TASK INSTRUCTIONS:
Find every line in the records below that contains the word "WeatherViewModel", and copy each such line.

PROVIDED DATA:
┄┄┄┄┄┄

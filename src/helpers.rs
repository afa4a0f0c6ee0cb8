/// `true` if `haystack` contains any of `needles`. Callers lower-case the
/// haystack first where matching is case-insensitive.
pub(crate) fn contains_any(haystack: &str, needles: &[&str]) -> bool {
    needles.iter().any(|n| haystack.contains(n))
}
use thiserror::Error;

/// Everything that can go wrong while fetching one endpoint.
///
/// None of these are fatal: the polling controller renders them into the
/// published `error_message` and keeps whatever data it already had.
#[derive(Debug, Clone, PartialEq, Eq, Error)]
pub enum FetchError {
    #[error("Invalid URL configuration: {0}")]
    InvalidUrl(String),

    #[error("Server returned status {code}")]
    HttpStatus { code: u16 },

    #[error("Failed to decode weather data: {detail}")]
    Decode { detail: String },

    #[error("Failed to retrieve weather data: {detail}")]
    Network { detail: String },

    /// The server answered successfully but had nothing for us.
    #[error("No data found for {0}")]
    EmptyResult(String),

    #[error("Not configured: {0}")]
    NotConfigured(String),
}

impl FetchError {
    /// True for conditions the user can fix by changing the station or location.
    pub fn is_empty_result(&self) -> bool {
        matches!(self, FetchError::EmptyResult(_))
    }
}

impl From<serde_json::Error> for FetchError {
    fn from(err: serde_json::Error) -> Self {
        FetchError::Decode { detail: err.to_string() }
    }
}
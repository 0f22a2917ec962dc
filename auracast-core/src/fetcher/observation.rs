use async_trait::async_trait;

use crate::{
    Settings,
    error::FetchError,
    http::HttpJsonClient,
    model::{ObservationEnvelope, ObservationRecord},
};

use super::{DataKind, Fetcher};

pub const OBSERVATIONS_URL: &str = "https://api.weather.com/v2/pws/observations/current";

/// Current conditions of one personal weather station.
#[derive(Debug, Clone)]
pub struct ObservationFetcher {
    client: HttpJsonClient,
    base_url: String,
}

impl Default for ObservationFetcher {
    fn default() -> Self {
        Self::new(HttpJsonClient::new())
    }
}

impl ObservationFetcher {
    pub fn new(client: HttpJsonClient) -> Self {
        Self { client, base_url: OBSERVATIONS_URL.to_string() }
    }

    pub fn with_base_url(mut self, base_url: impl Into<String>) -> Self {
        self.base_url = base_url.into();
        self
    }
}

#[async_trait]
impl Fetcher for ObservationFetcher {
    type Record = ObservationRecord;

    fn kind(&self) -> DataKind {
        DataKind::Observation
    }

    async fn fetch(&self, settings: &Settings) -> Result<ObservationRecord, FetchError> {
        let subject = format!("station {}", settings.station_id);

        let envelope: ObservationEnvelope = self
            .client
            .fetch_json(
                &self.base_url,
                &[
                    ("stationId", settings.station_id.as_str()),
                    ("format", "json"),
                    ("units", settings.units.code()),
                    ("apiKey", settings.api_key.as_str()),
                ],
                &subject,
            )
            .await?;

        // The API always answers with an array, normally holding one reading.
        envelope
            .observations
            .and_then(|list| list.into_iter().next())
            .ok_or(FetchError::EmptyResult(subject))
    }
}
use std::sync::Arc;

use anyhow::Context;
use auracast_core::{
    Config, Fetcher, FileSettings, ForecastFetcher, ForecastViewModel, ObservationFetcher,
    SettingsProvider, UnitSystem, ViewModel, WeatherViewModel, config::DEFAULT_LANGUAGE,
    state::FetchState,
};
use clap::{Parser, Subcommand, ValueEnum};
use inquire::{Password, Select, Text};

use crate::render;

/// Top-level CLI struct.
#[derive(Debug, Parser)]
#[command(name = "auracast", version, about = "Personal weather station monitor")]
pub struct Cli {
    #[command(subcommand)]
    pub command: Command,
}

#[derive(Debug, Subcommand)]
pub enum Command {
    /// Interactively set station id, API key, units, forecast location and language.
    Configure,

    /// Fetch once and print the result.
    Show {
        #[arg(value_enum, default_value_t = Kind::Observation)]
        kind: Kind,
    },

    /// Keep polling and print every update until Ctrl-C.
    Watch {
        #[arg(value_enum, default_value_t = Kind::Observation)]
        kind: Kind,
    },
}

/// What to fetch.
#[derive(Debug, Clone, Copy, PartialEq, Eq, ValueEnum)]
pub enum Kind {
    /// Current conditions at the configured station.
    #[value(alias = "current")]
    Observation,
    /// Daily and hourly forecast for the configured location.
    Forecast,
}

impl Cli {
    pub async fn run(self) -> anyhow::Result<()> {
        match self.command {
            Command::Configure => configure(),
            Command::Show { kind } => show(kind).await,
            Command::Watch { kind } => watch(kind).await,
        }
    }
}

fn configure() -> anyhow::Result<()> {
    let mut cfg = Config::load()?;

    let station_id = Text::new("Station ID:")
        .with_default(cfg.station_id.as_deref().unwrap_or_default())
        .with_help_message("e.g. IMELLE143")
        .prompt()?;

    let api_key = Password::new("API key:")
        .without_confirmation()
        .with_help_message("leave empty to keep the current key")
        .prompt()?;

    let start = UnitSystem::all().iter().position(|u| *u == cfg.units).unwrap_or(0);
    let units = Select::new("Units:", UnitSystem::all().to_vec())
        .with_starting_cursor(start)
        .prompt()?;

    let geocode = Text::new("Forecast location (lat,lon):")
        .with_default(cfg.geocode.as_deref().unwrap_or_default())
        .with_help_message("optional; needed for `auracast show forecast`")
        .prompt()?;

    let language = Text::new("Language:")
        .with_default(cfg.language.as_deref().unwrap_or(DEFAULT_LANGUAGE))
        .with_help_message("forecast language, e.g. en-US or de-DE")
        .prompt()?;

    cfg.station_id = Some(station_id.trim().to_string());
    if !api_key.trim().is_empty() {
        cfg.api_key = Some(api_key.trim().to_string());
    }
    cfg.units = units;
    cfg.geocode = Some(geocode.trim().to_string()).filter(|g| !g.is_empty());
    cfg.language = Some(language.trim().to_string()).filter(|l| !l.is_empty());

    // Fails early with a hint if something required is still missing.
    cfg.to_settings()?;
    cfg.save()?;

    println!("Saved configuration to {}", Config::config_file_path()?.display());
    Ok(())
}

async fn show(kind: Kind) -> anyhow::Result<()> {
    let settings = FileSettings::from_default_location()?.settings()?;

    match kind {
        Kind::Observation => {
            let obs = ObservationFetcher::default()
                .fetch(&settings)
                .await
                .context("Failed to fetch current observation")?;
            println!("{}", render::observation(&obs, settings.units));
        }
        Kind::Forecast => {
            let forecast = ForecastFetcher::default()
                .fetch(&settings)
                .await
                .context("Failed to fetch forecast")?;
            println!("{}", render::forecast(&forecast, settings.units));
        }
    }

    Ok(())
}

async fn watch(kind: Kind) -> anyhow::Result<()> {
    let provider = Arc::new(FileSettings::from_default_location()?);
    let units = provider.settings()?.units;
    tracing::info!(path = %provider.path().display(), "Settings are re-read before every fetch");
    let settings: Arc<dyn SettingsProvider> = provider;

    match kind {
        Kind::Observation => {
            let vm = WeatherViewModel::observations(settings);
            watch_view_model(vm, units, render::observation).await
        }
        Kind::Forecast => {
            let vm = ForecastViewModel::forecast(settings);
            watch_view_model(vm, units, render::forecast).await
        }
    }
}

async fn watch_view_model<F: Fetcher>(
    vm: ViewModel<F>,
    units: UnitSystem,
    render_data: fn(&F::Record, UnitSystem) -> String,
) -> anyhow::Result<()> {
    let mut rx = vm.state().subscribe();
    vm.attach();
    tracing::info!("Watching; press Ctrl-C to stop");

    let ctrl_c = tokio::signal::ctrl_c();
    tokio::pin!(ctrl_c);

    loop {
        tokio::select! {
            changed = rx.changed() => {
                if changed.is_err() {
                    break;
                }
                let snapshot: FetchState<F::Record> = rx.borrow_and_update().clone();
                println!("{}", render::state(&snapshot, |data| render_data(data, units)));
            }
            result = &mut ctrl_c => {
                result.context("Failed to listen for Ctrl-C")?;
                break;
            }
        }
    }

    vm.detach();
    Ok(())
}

┄┄┄┄┄┄

SOLUTION:
    SettingsProvider, UnitSystem, ViewModel, WeatherViewModel, config::DEFAULT_LANGUAGE,
            let vm = WeatherViewModel::observations(settings);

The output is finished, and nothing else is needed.